Exercise requirements — Examine the records and identify each line that includes the string "true". Copy those lines.

Source records
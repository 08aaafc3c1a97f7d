//! # Attribute-Access Mapping
//!
//! [`AttrMap`] is the ordered, string-keyed mapping that holds loaded
//! object data. Lookups through [`AttrMap::attr`] fail with the attempted key
//! and the keys that do exist, which is the explicit replacement for dotted
//! attribute access.
//!
//! ## Wrapping Invariant
//!
//! Values are [`Item`]s, and `Item` has no plain-mapping variant: inserting a
//! raw `serde_json::Value` converts every nested mapping into an `AttrMap`,
//! including mappings inside sequences. After construction no plain mapping
//! is reachable below any key.

use indexmap::map::{Entry, IntoIter, Iter, IterMut, Keys, Values};
use indexmap::IndexMap;
use serde::ser::{Serialize, SerializeMap, Serializer};
use serde_json::{Map, Value};

use classy_core::ClassyError;

use crate::item::Item;

/// An ordered string-keyed mapping of loaded items.
#[derive(Debug, Clone, Default, PartialEq)]
pub struct AttrMap {
    entries: IndexMap<String, Item>,
}

impl AttrMap {
    /// Create an empty mapping.
    pub fn new() -> Self {
        Self::default()
    }

    /// Create an empty mapping with room for `capacity` entries.
    pub fn with_capacity(capacity: usize) -> Self {
        Self {
            entries: IndexMap::with_capacity(capacity),
        }
    }

    /// Insert or update a key. Raw mappings are wrapped on the way in.
    ///
    /// Returns the previous value, if any. An updated key keeps its position.
    pub fn insert(&mut self, key: impl Into<String>, value: impl Into<Item>) -> Option<Item> {
        self.entries.insert(key.into(), value.into())
    }

    /// Look up a key.
    pub fn get(&self, key: &str) -> Option<&Item> {
        self.entries.get(key)
    }

    /// Look up a key for mutation.
    pub fn get_mut(&mut self, key: &str) -> Option<&mut Item> {
        self.entries.get_mut(key)
    }

    /// Look up a key, failing with the known keys when it is absent.
    ///
    /// # Errors
    ///
    /// Returns `ClassyError::MissingKey` naming `key` and every key present.
    pub fn attr(&self, key: &str) -> Result<&Item, ClassyError> {
        self.entries
            .get(key)
            .ok_or_else(|| ClassyError::missing_key(key, self.entries.keys()))
    }

    /// Mutable variant of [`attr`](AttrMap::attr).
    pub fn attr_mut(&mut self, key: &str) -> Result<&mut Item, ClassyError> {
        match self.entries.get_index_of(key) {
            Some(index) => Ok(&mut self.entries[index]),
            None => Err(ClassyError::missing_key(key, self.entries.keys())),
        }
    }

    /// Returns true if `key` is present.
    pub fn contains_key(&self, key: &str) -> bool {
        self.entries.contains_key(key)
    }

    /// Remove a key, keeping the order of the remaining entries.
    pub fn remove(&mut self, key: &str) -> Option<Item> {
        self.entries.shift_remove(key)
    }

    /// Return the value at `key`, inserting `default` first if it is absent.
    pub fn setdefault(&mut self, key: impl Into<String>, default: impl Into<Item>) -> &mut Item {
        match self.entries.entry(key.into()) {
            Entry::Occupied(entry) => entry.into_mut(),
            Entry::Vacant(entry) => entry.insert(default.into()),
        }
    }

    /// Insert every pair from `pairs`, in order.
    pub fn update<I, K, V>(&mut self, pairs: I) -> &mut Self
    where
        I: IntoIterator<Item = (K, V)>,
        K: Into<String>,
        V: Into<Item>,
    {
        for (key, value) in pairs {
            self.insert(key, value);
        }
        self
    }

    /// Number of entries.
    pub fn len(&self) -> usize {
        self.entries.len()
    }

    /// Returns true if there are no entries.
    pub fn is_empty(&self) -> bool {
        self.entries.is_empty()
    }

    /// Keys in order.
    pub fn keys(&self) -> Keys<'_, String, Item> {
        self.entries.keys()
    }

    /// Values in key order.
    pub fn values(&self) -> Values<'_, String, Item> {
        self.entries.values()
    }

    /// Entries in order.
    pub fn iter(&self) -> Iter<'_, String, Item> {
        self.entries.iter()
    }

    /// Mutable entries in order.
    pub fn iter_mut(&mut self) -> IterMut<'_, String, Item> {
        self.entries.iter_mut()
    }

    /// Convert back to a plain JSON object.
    pub fn to_value(&self) -> Value {
        Value::Object(
            self.entries
                .iter()
                .map(|(k, v)| (k.clone(), v.to_value()))
                .collect(),
        )
    }
}

impl From<Map<String, Value>> for AttrMap {
    fn from(map: Map<String, Value>) -> Self {
        let mut out = Self::with_capacity(map.len());
        for (key, value) in map {
            out.insert(key, value);
        }
        out
    }
}

impl<K: Into<String>, V: Into<Item>> FromIterator<(K, V)> for AttrMap {
    fn from_iter<I: IntoIterator<Item = (K, V)>>(iter: I) -> Self {
        let mut out = Self::new();
        out.update(iter);
        out
    }
}

impl IntoIterator for AttrMap {
    type Item = (String, Item);
    type IntoIter = IntoIter<String, Item>;

    fn into_iter(self) -> Self::IntoIter {
        self.entries.into_iter()
    }
}

impl<'a> IntoIterator for &'a AttrMap {
    type Item = (&'a String, &'a Item);
    type IntoIter = Iter<'a, String, Item>;

    fn into_iter(self) -> Self::IntoIter {
        self.entries.iter()
    }
}

impl PartialEq<Value> for AttrMap {
    fn eq(&self, other: &Value) -> bool {
        self.to_value() == *other
    }
}

impl Serialize for AttrMap {
    fn serialize<S: Serializer>(&self, serializer: S) -> Result<S::Ok, S::Error> {
        let mut map = serializer.serialize_map(Some(self.entries.len()))?;
        for (key, value) in &self.entries {
            map.serialize_entry(key, value)?;
        }
        map.end()
    }
}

Response box —
    /// Returns true if `key` is present.
    /// Returns true if there are no entries.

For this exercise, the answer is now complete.